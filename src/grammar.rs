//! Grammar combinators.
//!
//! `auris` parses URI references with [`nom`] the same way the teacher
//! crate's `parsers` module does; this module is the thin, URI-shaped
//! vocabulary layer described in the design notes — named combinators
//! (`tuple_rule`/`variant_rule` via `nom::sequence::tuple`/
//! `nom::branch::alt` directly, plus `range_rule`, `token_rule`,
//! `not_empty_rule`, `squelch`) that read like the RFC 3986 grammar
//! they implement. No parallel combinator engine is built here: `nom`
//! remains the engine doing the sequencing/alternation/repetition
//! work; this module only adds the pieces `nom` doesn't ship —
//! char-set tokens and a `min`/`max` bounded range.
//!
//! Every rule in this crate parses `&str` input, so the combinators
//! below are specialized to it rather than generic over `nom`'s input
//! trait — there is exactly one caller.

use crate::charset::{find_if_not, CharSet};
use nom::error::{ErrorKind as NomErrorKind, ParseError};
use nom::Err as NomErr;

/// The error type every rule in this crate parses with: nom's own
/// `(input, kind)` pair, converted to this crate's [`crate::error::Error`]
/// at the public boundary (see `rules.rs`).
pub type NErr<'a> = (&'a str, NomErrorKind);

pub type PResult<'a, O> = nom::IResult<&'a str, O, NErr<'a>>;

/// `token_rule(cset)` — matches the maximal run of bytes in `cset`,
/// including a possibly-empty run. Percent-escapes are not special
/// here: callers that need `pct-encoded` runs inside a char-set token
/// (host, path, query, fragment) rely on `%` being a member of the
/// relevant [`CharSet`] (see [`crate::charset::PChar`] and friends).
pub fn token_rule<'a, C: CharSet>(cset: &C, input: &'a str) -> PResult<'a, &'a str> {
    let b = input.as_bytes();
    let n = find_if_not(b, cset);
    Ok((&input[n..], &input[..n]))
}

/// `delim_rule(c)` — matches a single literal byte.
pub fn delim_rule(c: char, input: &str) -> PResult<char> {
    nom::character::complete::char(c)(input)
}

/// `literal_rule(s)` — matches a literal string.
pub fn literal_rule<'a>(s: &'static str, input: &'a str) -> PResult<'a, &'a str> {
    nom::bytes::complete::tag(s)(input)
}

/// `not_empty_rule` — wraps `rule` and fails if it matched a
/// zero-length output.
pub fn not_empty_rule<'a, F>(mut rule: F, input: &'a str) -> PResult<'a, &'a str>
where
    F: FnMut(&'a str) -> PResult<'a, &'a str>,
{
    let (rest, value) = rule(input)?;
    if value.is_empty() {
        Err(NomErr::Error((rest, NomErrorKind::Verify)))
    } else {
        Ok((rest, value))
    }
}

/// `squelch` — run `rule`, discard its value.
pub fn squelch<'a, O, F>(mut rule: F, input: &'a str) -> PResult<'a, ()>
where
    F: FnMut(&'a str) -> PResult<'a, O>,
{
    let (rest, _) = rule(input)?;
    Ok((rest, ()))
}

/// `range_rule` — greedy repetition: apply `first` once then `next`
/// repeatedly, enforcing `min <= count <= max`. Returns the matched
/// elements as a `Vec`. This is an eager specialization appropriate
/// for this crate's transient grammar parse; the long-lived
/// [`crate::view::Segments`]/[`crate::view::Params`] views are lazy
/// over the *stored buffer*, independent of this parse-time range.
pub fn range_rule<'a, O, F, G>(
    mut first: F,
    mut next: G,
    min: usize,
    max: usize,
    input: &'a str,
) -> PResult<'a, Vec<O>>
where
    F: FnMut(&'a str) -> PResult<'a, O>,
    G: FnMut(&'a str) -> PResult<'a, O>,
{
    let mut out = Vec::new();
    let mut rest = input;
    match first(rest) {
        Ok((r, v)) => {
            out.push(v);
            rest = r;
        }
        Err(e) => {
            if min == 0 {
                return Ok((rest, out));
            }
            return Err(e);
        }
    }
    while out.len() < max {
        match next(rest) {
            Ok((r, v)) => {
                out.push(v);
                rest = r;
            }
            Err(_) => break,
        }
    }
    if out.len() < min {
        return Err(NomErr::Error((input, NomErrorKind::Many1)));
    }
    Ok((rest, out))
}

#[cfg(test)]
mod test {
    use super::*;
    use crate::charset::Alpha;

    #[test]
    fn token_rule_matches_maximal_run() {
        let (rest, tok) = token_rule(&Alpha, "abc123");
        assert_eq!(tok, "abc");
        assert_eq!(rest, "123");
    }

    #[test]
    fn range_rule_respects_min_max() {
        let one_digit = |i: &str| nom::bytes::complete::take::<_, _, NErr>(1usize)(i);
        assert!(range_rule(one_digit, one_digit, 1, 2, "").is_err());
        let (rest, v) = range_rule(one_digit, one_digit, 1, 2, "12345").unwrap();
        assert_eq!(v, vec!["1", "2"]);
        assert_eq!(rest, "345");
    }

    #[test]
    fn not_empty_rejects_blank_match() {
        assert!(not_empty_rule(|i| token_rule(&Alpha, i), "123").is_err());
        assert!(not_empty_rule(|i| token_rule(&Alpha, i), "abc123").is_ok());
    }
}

--

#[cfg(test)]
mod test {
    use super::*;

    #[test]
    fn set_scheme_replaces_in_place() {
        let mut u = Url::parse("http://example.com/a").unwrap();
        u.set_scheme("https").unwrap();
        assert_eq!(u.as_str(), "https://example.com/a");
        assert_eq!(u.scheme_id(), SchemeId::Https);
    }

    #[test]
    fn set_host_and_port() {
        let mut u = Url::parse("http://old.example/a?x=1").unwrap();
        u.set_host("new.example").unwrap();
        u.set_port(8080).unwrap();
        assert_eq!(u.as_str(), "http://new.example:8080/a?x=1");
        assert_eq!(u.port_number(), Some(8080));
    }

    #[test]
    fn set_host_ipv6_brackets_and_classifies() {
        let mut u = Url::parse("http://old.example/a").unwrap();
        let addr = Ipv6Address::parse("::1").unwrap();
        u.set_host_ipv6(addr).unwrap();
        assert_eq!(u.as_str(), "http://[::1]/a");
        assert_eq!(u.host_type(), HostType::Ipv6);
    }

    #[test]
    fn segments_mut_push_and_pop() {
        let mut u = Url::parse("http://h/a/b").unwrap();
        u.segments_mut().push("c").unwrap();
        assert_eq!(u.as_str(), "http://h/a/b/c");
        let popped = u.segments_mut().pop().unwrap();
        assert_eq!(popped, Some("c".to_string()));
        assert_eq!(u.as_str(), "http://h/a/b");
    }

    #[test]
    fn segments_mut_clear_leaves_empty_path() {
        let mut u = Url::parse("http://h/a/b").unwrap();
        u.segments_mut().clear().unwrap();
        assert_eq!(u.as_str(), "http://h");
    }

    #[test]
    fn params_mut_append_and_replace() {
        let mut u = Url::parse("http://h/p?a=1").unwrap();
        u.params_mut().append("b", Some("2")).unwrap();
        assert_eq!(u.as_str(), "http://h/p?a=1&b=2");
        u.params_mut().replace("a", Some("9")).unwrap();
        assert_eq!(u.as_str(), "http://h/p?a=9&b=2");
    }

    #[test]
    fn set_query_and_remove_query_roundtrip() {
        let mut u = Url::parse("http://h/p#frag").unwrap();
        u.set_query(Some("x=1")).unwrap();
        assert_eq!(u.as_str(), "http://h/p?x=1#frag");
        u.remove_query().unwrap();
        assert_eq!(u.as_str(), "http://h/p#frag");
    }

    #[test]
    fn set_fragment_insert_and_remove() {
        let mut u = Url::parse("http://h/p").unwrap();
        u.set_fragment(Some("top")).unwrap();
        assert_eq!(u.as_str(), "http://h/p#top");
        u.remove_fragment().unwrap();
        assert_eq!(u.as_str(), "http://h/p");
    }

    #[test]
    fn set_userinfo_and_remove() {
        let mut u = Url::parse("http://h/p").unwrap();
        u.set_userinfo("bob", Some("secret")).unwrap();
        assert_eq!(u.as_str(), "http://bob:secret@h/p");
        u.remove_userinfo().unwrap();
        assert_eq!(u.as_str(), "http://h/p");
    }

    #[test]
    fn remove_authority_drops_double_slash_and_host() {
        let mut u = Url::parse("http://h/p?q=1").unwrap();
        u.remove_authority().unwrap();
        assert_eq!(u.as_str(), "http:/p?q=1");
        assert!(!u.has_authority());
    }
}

**Assignment**
The line above containing "pub fn not_empty_rule<'a, F>(mut", the line containing "-> PResult<'a, Vec<O>>", and every line between them are to be transcribed exactly; no other line is wanted.

**Response to the task**
pub fn not_empty_rule<'a, F>(mut rule: F, input: &'a str) -> PResult<'a, &'a str>
where
    F: FnMut(&'a str) -> PResult<'a, &'a str>,
{
    let (rest, value) = rule(input)?;
    if value.is_empty() {
        Err(NomErr::Error((rest, NomErrorKind::Verify)))
    } else {
        Ok((rest, value))
    }
}

/// `squelch` — run `rule`, discard its value.
pub fn squelch<'a, O, F>(mut rule: F, input: &'a str) -> PResult<'a, ()>
where
    F: FnMut(&'a str) -> PResult<'a, O>,
{
    let (rest, _) = rule(input)?;
    Ok((rest, ()))
}

/// `range_rule` — greedy repetition: apply `first` once then `next`
/// repeatedly, enforcing `min <= count <= max`. Returns the matched
/// elements as a `Vec`. This is an eager specialization appropriate
/// for this crate's transient grammar parse; the long-lived
/// [`crate::view::Segments`]/[`crate::view::Params`] views are lazy
/// over the *stored buffer*, independent of this parse-time range.
pub fn range_rule<'a, O, F, G>(
    mut first: F,
    mut next: G,
    min: usize,
    max: usize,
    input: &'a str,
) -> PResult<'a, Vec<O>>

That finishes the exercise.